WORK TO COMPLETE:
Bring together every line in the data that includes "struct".

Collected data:
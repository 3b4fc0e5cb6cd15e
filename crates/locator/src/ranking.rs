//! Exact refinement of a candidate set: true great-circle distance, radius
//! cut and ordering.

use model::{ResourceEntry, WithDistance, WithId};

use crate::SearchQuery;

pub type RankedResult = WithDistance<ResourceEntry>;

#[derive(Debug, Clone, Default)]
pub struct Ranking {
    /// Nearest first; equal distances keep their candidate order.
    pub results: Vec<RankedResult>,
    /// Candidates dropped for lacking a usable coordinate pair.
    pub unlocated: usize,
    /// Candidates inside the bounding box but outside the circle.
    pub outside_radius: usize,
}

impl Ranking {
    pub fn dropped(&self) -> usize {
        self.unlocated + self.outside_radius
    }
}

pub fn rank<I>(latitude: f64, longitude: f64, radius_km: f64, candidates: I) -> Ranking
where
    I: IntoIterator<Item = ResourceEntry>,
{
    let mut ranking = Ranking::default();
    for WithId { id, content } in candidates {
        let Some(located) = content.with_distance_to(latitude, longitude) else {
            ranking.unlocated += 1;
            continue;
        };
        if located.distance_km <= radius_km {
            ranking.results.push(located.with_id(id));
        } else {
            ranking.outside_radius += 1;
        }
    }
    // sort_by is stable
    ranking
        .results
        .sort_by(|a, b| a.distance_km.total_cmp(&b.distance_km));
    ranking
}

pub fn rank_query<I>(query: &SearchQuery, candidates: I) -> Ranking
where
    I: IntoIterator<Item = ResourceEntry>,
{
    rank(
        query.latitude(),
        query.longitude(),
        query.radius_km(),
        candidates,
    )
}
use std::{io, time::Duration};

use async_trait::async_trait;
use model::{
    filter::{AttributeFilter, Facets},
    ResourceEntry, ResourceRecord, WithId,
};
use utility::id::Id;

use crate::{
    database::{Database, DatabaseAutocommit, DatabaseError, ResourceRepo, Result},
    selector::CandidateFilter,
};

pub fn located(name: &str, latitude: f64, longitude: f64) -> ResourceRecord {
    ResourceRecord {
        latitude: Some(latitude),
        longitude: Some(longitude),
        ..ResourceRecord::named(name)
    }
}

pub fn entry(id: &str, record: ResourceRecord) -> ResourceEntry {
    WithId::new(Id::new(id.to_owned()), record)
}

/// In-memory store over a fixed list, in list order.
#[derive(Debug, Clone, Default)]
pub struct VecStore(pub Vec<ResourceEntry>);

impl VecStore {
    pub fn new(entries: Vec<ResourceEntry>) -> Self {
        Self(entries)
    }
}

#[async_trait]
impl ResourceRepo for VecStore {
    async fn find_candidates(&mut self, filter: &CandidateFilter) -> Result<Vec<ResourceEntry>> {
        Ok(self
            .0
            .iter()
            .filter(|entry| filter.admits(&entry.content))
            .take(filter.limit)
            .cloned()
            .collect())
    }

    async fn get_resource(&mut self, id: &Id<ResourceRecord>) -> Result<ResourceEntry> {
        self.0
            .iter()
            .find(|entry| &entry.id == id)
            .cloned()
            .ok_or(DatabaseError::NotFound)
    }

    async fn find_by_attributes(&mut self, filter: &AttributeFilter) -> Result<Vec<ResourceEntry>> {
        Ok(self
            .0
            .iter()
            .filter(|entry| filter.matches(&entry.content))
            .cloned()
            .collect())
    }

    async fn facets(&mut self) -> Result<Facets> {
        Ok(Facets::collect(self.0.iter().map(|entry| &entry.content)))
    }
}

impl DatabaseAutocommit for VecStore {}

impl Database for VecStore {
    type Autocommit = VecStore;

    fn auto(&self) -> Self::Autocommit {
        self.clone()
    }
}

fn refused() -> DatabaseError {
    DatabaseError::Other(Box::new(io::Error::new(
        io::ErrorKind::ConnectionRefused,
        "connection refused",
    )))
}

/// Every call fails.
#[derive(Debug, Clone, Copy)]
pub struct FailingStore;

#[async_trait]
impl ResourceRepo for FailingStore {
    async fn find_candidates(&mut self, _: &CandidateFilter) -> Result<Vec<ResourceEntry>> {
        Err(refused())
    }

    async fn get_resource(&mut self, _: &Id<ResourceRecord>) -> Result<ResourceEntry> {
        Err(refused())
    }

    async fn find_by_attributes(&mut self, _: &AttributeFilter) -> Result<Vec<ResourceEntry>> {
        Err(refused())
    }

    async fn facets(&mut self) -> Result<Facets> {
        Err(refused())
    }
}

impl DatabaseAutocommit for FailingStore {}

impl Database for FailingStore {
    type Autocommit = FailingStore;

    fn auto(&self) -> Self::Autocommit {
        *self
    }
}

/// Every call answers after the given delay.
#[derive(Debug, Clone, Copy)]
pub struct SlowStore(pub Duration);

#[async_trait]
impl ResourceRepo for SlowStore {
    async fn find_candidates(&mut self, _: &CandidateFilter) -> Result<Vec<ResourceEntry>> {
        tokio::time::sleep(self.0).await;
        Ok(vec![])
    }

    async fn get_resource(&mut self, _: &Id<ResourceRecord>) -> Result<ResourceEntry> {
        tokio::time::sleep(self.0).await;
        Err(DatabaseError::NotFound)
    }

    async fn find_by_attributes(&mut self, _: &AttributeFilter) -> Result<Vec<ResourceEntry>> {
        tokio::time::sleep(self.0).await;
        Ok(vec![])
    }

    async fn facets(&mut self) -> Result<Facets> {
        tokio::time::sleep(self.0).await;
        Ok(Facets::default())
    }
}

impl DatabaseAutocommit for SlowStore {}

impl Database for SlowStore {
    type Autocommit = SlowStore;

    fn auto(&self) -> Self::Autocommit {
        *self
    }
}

OUTPUT:
pub struct Ranking {
pub struct VecStore(pub Vec<ResourceEntry>);
pub struct FailingStore;
pub struct SlowStore(pub Duration);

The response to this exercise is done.